TASK OBJECTIVE:
When you output the entries, begin with the first line and end with the line containing "Router::new()", keeping each line exactly as it is.

PROVIDED DATA:
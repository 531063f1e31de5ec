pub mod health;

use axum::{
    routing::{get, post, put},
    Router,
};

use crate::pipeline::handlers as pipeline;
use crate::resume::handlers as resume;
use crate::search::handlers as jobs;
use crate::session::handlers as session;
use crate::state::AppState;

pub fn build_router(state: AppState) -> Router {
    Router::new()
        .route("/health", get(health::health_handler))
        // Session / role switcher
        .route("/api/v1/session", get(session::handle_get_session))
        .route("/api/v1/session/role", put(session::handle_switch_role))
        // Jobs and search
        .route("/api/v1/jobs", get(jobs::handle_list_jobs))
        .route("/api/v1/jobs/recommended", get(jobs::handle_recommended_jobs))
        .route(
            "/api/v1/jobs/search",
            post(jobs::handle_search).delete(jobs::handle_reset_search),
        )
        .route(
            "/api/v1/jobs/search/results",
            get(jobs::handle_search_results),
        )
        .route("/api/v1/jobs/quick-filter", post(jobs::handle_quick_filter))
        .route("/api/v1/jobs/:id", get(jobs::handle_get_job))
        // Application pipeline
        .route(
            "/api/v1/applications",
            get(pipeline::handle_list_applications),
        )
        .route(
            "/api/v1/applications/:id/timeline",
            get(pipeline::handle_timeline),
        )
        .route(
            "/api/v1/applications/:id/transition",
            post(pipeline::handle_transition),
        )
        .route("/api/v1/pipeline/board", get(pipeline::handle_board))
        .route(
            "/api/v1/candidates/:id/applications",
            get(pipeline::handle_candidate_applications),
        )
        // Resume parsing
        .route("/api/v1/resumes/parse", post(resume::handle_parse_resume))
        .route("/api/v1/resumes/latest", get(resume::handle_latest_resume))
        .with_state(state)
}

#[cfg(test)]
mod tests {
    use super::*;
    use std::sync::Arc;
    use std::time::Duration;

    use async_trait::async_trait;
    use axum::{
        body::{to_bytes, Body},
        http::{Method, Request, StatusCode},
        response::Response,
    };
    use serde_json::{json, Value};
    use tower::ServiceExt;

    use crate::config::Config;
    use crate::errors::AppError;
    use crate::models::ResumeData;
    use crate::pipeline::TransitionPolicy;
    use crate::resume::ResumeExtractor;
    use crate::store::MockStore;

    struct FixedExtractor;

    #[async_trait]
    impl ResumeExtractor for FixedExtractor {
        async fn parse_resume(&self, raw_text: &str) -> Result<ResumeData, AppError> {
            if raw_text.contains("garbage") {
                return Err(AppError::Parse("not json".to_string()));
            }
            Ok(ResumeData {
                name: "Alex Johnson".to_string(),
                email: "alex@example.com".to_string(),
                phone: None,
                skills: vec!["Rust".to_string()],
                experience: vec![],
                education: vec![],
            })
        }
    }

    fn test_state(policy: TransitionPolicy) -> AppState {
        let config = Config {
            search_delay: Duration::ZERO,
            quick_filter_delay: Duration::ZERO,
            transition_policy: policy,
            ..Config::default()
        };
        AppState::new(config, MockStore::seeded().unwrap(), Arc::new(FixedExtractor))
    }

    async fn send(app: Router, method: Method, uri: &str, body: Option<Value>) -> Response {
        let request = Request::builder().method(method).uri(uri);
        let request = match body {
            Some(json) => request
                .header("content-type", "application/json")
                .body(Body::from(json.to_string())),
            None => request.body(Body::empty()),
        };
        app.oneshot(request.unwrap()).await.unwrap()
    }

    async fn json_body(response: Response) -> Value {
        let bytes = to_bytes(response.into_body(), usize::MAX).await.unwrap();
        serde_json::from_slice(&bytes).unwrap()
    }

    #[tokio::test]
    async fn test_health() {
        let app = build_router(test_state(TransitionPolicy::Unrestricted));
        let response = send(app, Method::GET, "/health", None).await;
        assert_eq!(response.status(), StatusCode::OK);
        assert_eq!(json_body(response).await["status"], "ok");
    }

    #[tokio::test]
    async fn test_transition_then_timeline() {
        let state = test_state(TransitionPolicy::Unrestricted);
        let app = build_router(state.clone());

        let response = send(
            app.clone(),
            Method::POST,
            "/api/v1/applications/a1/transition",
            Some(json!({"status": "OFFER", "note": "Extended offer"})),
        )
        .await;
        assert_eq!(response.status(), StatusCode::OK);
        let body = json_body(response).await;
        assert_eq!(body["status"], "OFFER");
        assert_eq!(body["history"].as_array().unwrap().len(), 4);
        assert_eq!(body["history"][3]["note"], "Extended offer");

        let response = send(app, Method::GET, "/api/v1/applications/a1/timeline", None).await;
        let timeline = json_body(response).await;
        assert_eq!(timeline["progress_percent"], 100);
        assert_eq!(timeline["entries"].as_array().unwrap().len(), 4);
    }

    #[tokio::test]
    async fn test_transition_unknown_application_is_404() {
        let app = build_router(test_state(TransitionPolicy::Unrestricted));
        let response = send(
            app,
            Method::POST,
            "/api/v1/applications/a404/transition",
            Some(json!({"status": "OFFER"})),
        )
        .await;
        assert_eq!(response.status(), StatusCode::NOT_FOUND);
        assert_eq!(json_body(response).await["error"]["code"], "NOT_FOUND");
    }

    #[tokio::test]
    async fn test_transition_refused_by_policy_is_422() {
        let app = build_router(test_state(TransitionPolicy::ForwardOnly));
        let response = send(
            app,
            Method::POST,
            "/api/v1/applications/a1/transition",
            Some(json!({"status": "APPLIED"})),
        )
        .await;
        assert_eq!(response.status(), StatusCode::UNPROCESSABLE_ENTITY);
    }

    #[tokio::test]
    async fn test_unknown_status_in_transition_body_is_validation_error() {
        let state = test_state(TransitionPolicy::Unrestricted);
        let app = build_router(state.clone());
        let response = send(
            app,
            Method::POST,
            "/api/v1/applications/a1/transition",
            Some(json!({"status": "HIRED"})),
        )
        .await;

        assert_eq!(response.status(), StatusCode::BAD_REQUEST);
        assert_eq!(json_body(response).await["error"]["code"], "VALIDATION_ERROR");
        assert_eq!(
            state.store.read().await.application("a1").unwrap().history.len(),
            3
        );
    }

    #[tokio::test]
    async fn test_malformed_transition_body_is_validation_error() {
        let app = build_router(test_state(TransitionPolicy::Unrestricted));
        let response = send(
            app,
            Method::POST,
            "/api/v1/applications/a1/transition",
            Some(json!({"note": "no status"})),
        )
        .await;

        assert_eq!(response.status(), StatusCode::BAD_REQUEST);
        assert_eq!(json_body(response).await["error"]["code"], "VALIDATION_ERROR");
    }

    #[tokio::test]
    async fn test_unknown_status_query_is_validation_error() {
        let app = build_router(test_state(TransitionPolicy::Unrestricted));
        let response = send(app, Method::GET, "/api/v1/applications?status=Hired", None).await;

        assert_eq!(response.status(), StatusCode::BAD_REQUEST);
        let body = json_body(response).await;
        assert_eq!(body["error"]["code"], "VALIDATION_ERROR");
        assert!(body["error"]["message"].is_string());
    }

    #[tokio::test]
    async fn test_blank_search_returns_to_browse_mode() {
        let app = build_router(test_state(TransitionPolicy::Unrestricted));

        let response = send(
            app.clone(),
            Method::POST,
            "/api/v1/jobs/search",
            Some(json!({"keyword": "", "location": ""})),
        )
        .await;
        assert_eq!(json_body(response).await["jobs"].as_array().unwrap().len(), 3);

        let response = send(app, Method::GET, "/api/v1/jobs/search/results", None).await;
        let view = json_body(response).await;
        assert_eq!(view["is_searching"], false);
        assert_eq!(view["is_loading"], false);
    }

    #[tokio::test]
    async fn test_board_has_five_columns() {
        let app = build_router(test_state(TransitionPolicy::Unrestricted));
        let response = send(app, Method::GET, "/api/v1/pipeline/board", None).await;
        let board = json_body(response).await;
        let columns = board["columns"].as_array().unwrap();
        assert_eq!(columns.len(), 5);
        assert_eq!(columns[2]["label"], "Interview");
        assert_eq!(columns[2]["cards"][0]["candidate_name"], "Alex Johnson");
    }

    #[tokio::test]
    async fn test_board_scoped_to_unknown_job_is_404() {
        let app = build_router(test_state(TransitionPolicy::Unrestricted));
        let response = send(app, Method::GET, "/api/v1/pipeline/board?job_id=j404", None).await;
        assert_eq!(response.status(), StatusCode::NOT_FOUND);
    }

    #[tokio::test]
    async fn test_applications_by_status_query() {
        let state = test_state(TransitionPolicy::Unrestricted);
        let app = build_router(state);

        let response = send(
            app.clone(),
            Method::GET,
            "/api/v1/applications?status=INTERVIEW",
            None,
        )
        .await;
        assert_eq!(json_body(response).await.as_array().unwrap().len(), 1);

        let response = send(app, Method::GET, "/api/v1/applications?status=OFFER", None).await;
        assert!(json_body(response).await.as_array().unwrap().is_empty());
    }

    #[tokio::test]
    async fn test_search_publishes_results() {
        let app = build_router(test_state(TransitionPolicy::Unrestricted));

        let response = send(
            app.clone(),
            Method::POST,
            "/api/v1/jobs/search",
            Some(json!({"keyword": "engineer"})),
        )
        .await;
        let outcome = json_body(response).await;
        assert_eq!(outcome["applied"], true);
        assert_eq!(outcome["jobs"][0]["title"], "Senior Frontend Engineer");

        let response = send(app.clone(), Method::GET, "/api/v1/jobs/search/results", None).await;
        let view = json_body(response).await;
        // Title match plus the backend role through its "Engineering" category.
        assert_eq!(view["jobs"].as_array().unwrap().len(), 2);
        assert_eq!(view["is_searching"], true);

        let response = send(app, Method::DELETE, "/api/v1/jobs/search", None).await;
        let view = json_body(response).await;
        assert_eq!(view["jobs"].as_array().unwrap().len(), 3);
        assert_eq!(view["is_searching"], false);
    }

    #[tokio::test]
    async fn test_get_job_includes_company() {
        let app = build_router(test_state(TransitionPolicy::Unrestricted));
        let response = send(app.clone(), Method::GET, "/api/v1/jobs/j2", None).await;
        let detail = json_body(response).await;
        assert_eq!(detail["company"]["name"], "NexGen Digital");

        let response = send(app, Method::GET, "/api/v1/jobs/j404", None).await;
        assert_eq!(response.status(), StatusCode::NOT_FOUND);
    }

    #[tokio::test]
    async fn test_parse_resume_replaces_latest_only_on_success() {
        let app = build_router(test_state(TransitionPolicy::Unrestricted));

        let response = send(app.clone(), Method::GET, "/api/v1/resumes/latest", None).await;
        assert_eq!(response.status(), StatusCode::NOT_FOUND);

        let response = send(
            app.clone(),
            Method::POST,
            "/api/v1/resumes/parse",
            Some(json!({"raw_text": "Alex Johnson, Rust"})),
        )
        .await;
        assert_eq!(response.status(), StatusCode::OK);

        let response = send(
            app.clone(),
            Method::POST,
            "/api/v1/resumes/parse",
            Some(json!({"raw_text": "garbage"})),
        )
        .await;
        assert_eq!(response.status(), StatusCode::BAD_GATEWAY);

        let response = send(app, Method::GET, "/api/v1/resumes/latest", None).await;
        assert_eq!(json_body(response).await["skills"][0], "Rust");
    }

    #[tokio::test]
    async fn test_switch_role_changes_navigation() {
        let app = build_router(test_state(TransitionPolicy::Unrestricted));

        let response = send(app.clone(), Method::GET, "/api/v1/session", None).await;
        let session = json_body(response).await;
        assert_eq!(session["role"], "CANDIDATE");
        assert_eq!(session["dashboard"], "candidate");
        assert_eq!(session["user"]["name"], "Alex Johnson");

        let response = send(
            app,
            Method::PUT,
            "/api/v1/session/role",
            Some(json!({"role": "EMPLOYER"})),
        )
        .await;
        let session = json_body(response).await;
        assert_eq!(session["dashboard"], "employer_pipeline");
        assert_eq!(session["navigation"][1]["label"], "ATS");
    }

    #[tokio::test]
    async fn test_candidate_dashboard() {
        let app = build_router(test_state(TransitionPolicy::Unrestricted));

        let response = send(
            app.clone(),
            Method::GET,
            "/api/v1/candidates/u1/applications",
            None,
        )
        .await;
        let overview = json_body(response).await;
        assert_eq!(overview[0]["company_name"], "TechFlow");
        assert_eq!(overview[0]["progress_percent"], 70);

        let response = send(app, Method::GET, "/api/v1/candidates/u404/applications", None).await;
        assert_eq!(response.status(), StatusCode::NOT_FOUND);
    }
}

OUTPUT:
repository 531063f1e31de5ec
pub mod health;

use axum::{
    routing::{get, post, put},
    Router,
};

use crate::pipeline::handlers as pipeline;
use crate::resume::handlers as resume;
use crate::search::handlers as jobs;
use crate::session::handlers as session;
use crate::state::AppState;

pub fn build_router(state: AppState) -> Router {
    Router::new()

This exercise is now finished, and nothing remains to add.